As these algorithms are attempting to simulate nature, there’s a trend to inject a degree of randomness into the simulations, which makes things more difficult to test. Practice looking for loop and method invariants, and testing on them. The number of times I’ve saved myself from a very-bad-ending through an integration test suddenly complaining that an invariant has just been violated is now too large to count.

Don’t be afraid to ask for budget to be allocated to tool support. For the most part, I favour freeware over commercial competitors where I can, but sometimes you only get what you need with cash (this current project sees me spending time with commercial products EnterpriseArchitect, and the RedGate Profiler suite).

Channel your Inner Scribe

Meticulous notes through the course of the project are an absolute necessity for me in complex domains. Sometimes, sharing them matters, because I acknowledge that I am not even remotely a domain expert for the systems being simulated. What I’m advocating here is a project log that you can easily share with your collaborators.

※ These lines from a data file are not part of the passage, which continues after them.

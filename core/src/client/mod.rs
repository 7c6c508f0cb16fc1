//! Stateless HTTP request builders and response parsers.
//!
//! # Design
//! `DynamicResourceClient` and `DynamicSchemaClient` hold only a base URL and
//! their parsed route templates, and carry no mutable state between calls.
//! Each operation is split into a `build_*` method that produces an
//! `HttpRequest` and a `parse_*` method that consumes an `HttpResponse`.
//!
//! Static operations (find, get, create, ACL) expand a route template.
//! Update, patch and remove resolve the `put`, `patch` and `delete` HAL
//! links of the entity passed in; if the link is absent the build step
//! fails with `ApiError::RelationNotFound` and no request is produced.

mod resource;
mod schema;

pub use resource::DynamicResourceClient;
pub use schema::DynamicSchemaClient;

use serde::de::DeserializeOwned;
use serde::Serialize;

use crate::error::ApiError;
use crate::hal::HalResource;
use crate::http::{HttpMethod, HttpRequest, HttpResponse};
use crate::uri_template::{TemplateParams, UriTemplate};

const OK: &[u16] = &[200];
const CREATED: &[u16] = &[201];
const OK_OR_NO_CONTENT: &[u16] = &[200, 204];

fn normalize_base_url(base_url: &str) -> String {
    base_url.trim_end_matches('/').to_string()
}

fn route_url(
    base_url: &str,
    template: &UriTemplate,
    params: &TemplateParams,
) -> Result<String, ApiError> {
    Ok(format!("{}/{}", base_url, template.try_expand(params)?))
}

fn json_body<T: Serialize + ?Sized>(value: &T) -> Result<String, ApiError> {
    serde_json::to_string(value).map_err(|e| ApiError::SerializationError(e.to_string()))
}

fn json_request<T: Serialize + ?Sized>(
    method: HttpMethod,
    url: String,
    body: &T,
) -> Result<HttpRequest, ApiError> {
    Ok(HttpRequest::new(method, url).with_json_body(json_body(body)?))
}

/// Request against the entity's `rel` link, optionally carrying the entity
/// itself as JSON body.
fn link_request<E: HalResource + Serialize>(
    base_url: &str,
    entity: &E,
    rel: &str,
    method: HttpMethod,
    with_body: bool,
) -> Result<HttpRequest, ApiError> {
    let url = entity.link(rel)?.resolve(base_url, &TemplateParams::new())?;
    tracing::debug!(rel, %url, "resolved HAL link");
    if with_body {
        json_request(method, url, entity)
    } else {
        Ok(HttpRequest::new(method, url))
    }
}

fn access_params(
    mut params: TemplateParams,
    access_action: &str,
    scope: &str,
    principal: &str,
) -> TemplateParams {
    params.insert("accessAction", access_action);
    params.insert(scope, principal);
    params
}

fn fields_params(fields: &[&str]) -> TemplateParams {
    let mut params = TemplateParams::new();
    if !fields.is_empty() {
        params.insert("fields", fields.to_vec());
    }
    params
}

fn parse_json<T: DeserializeOwned>(response: HttpResponse, expected: &[u16]) -> Result<T, ApiError> {
    check_status(&response, expected)?;
    serde_json::from_str(&response.body).map_err(|e| ApiError::DeserializationError(e.to_string()))
}

/// Like `parse_json`, but an empty body (e.g. 204) yields `None`.
fn parse_optional_json<T: DeserializeOwned>(
    response: HttpResponse,
    expected: &[u16],
) -> Result<Option<T>, ApiError> {
    check_status(&response, expected)?;
    if response.body.trim().is_empty() {
        return Ok(None);
    }
    serde_json::from_str(&response.body)
        .map(Some)
        .map_err(|e| ApiError::DeserializationError(e.to_string()))
}

fn parse_empty(response: HttpResponse, expected: &[u16]) -> Result<(), ApiError> {
    check_status(&response, expected)
}

/// Map unexpected status codes to the appropriate `ApiError` variant.
fn check_status(response: &HttpResponse, expected: &[u16]) -> Result<(), ApiError> {
    if expected.contains(&response.status) {
        return Ok(());
    }
    if response.status == 404 {
        return Err(ApiError::NotFound);
    }
    Err(ApiError::HttpError {
        status: response.status,
        body: response.body.clone(),
    })
}

#[cfg(test)]
mod tests {
    use super::*;

    #[test]
    fn check_status_accepts_any_expected_code() {
        assert!(check_status(&HttpResponse::new(204, ""), OK_OR_NO_CONTENT).is_ok());
        assert!(check_status(&HttpResponse::new(200, ""), OK_OR_NO_CONTENT).is_ok());
        assert!(matches!(
            check_status(&HttpResponse::new(404, ""), OK),
            Err(ApiError::NotFound)
        ));
        assert!(matches!(
            check_status(&HttpResponse::new(200, ""), CREATED),
            Err(ApiError::HttpError { status: 200, .. })
        ));
    }

    #[test]
    fn optional_json_on_empty_body() {
        let parsed: Option<serde_json::Value> =
            parse_optional_json(HttpResponse::new(204, ""), OK_OR_NO_CONTENT).unwrap();
        assert!(parsed.is_none());
    }

    #[test]
    fn base_url_trailing_slashes_are_stripped() {
        assert_eq!(normalize_base_url("http://h/v1/app//"), "http://h/v1/app");
    }
}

It’s got to be relatively free-form, allowing you to attach pictures, photos, videos, etc.

I humbly submit to you that circa 2013, a private WordPress blog, used as a daily journal, and shared only with your collaborators hits the sweet-spot in documenting and sharing your learning with collaborators who aren’t necessarily tech-savvy.

Don’t be afraid to take a photo of the scribble on the whiteboard and write your own notes on what it all means. Don’t be afraid to have your domain expert read those notes and throw peanuts at them (or you). Actually, being afraid is perfectly fine. Allowing it to then stop you from producing reliable code to base research outcomes on is what you’re aiming to push past.

Finally, if you don’t like the idea that you’ll be spending a goodly amount of time writing/coding, then staring at the writing/coding, then your naval, then the writing/coding again, then back at your naval until the magic “ahah” moment drops, this may not be the software career for you.

Sell what you’ve Done, because nobody else will

You probably won’t be sitting beside other software developers, and suddenly launching into a full-on nerd-fest on that clever sub-linear loop you just concocted after your 4-hours-passing-in-a-moment with the digital-fairies. Neither will you have a sales-team handy to decode your technobabble.

Rattling on about O-notation, normalisation, refactoring and the fundamental limits of concurrency thanks to Amdahl’s law is not a way to win non-software friends and influence neuro-typical mindsets.

But… but… if you don’t point out your wins in a language that your audience gets, they’ll never know you had those wins. Drop that O-notation wall of jargon and say instead “Yes, that thing that took a minute to run now takes 5 seconds.” Non-programmers understand concrete time measurements, and will sing praises to the code-set when it’s set in that framework.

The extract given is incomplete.